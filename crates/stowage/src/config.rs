use std::collections::BTreeMap;
use std::path::{Path, PathBuf};
use std::time::Duration;

use serde::{Deserialize, Serialize};
use stowage_fetch::FetchOptions;
use stowage_store::{DEFAULT_CHUNK_SIZE, StoreOptions};

use crate::{Error, Result};

pub const DEFAULT_DAEMON_URL: &str = "http://localhost:20431";

/// Whether the client talks to a daemon or only to the local store.
#[derive(Debug, Clone, Copy, PartialEq, Eq)]
pub enum Connectivity {
    Offline,
    Daemon,
}

/// Client configuration. Built once at startup and never mutated afterwards.
///
/// ```toml
/// storage_dir = "/data/stowage"
/// daemon_url = "http://localhost:20431"
/// offline = false
/// download_timeout = 300
///
/// [api_headers]
/// authorization = "Bearer ..."
/// ```
#[derive(Debug, Clone, PartialEq, Eq, Serialize, Deserialize)]
#[serde(default, deny_unknown_fields)]
pub struct Config {
    pub storage_dir:      PathBuf,
    pub daemon_url:       String,
    /// Sent with every daemon request.
    pub api_headers:      BTreeMap<String, String>,
    pub offline:          bool,
    /// Hard-link committed files instead of copying. Only for callers that
    /// never modify a file after storing it.
    pub use_hard_links:   bool,
    pub chunk_size:       u64,
    /// Per-candidate download limit, in seconds.
    pub download_timeout: Option<u64>,
    /// After a daemon-side store, check the object is visible in
    /// `storage_dir` with the expected size.
    pub check_storage:    bool,
}

impl Default for Config {
    fn default() -> Self {
        Self {
            storage_dir:      default_storage_dir(),
            daemon_url:       DEFAULT_DAEMON_URL.to_string(),
            api_headers:      BTreeMap::new(),
            offline:          false,
            use_hard_links:   false,
            chunk_size:       DEFAULT_CHUNK_SIZE,
            download_timeout: None,
            check_storage:    true,
        }
    }
}

fn default_storage_dir() -> PathBuf {
    home::home_dir()
        .unwrap_or_else(|| PathBuf::from("."))
        .join(".stowage")
        .join("storage")
}

impl Config {
    pub fn load(path: impl AsRef<Path>) -> Result<Self> {
        let path = path.as_ref();
        let text = std::fs::read_to_string(path).map_err(|source| Error::ConfigRead {
            path: path.to_path_buf(),
            source,
        })?;
        toml::from_str(&text).map_err(|source| Error::ConfigParse {
            path: path.to_path_buf(),
            source,
        })
    }

    pub fn connectivity(&self) -> Connectivity {
        if self.offline {
            Connectivity::Offline
        } else {
            Connectivity::Daemon
        }
    }

    pub fn store_options(&self) -> StoreOptions {
        StoreOptions::new()
            .use_hard_links(self.use_hard_links)
            .chunk_size(self.chunk_size)
    }

    pub fn fetch_options(&self) -> FetchOptions {
        FetchOptions::new().download_timeout(self.download_timeout.map(Duration::from_secs))
    }
}
//! JIT IR - concrete node tree for source rewriting.
//!
//! This crate contains the structural model shared by the parser, the
//! unparser and every patcher:
//! - [`NodeId`]: index into the tree arena
//! - [`Node`]: a source fragment (`body`, `close`) plus ordered children
//! - [`NodeTree`]: arena owning every node of one parsed file
//!
//! # Design Philosophy
//!
//! - **Concrete, not abstract**: every byte of the source lives in exactly
//!   one node fragment, so a depth-first concatenation reproduces the file.
//! - **Flat storage**: nodes refer to each other through [`NodeId`]
//!   indices. Parent, namespace and function links are plain ids and never
//!   own anything.
//! - **Mutable in place**: patchers rewrite fragments and splice children
//!   directly; the tree lives for one patch-and-cache cycle.

mod node;
mod node_id;
mod tree;

pub use node::{ClassKind, LineContent, Lines, LiteralKind, Node, NodeFlags, NodeKind, Param};
pub use node_id::NodeId;
pub use tree::{NodeTree, Preorder};

/// Alias table of a `use` scope (`alias -> fully qualified name`).
pub type UseMap = rustc_hash::FxHashMap<String, String>;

- Instructions for the task: Starting with the first line of the entries, transcribe every line up to and including the one with "pub enum Connectivity".

- Answer for this exercise:
filename crates/stowage/src/config.rs
use std::collections::BTreeMap;
use std::path::{Path, PathBuf};
use std::time::Duration;

use serde::{Deserialize, Serialize};
use stowage_fetch::FetchOptions;
use stowage_store::{DEFAULT_CHUNK_SIZE, StoreOptions};

use crate::{Error, Result};

pub const DEFAULT_DAEMON_URL: &str = "http://localhost:20431";

/// Whether the client talks to a daemon or only to the local store.
#[derive(Debug, Clone, Copy, PartialEq, Eq)]
pub enum Connectivity {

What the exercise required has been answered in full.